I might consider taking the 2% reduction and ending the salary cap if it increased net payments into Social Security and Medicare.

The problem here is that once we "temporarily" reduce the payroll tax it will be nearly impossible to restore it. That's the plan, I'm sure. And this proposal comes at the same time the same people tell us Social Security is broke.

I'm for keeping the current rate and eliminating the cap or raising it to $1 million or something.

And I agree with the Mrs. that if it's supposed to be some kind of stimulus move just cut everybody a one-time check as a credit.

Factchecker's picture

I agree totally except NPR

I agree totally except NPR explained last night that this part does call for a reimbursement to the S.S. trust fund from general revenues so that it won't affect Social Security. Nonetheless it's just a borrow from Peter to pay Paul gimmick. And it just sets up the eventual removal of this temporary cut to be depicted as a tax increase later, just like the way the immoral Bush tax cuts are being portrayed now, virtually guaranteeing that this will be a permanent cut.

Factchecker's picture

Oops, I see we were typing at

Oops, I see we were typing at the same time re the "temp" aspect.

WhitesCreek's picture

I get everything it's just that...

I like the poetry of having 2% off the top of Dick Ceheny's income go to Old age Insurance and Disability for lower income Americans. It's a pipe dream anyway.

Sylvia Woods's picture

What about the employer's part of S.S.

Employers pay at the same rate as the employee on their wages for Social Security. Does that mean employees stop paying that 2% into S.S. and the employer also saves that 2%? If so 4% less would be going into your S.S. retirement/disability/survivor benefits. Don't you think that will affect you when you get ready to retire? Taking it out of one pot to put it in the other seems like a way to undermine Social Security. Seems that if the big guys can't privitize S. S. now, they will find some other way to do it in.

Midori Barstow's picture

Potential Medicare Dangers

Saul Friedman
GRAY MATTERS: Potential Medicare Dangers


R. Neal's picture

Social Security advocates

bizgrrl's picture

From that article: The

From that article:

The payroll tax credit would be more generous to individuals making more than $20,000 and married couples making more than $40,000. For those making less, the payroll tax cut would be less than the Making Work Pay credit.

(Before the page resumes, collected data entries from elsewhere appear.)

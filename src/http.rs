use log::warn;
use url::form_urlencoded;

use crate::constants::USER_AGENT;

/// Builds the HTTP client shared by sitemap fetches, provider calls and probes.
///
/// Falls back to reqwest's default client, without the bot user agent, if the
/// configured one cannot be built.
pub(crate) fn client() -> reqwest::Client {
    match reqwest::Client::builder().user_agent(USER_AGENT).build() {
        Ok(client) => client,
        Err(err) => {
            warn!("Failed to build HTTP client with user agent '{USER_AGENT}', using defaults: {err}");
            reqwest::Client::default()
        }
    }
}

/// Routes `target` through a CORS relay when one is configured.
///
/// The relay prefix gets the percent-encoded target appended, e.g.
/// `https://corsproxy.io/?` + `https%3A%2F%2Fexample.com%2Fsitemap.xml`.
pub(crate) fn route(relay: Option<&str>, target: &str) -> String {
    match relay {
        Some(prefix) => format!(
            "{prefix}{}",
            form_urlencoded::byte_serialize(target.as_bytes()).collect::<String>()
        ),
        None => target.to_string(),
    }
}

Making Work Pay, which expires at the end of the year, gives workers a tax credit of 6.2 percent of their wages, but it is capped at $400 for individuals and $800 for couples. The credit is phased out for individuals making more than $75,000 and couples making more than $150,000.

Sounds like they should have extended the Making Work Pay credit.

Andy Axel's picture

They're laying the groundwork

They're laying the groundwork for slashing SS benefits, counting on the power of collective amnesia.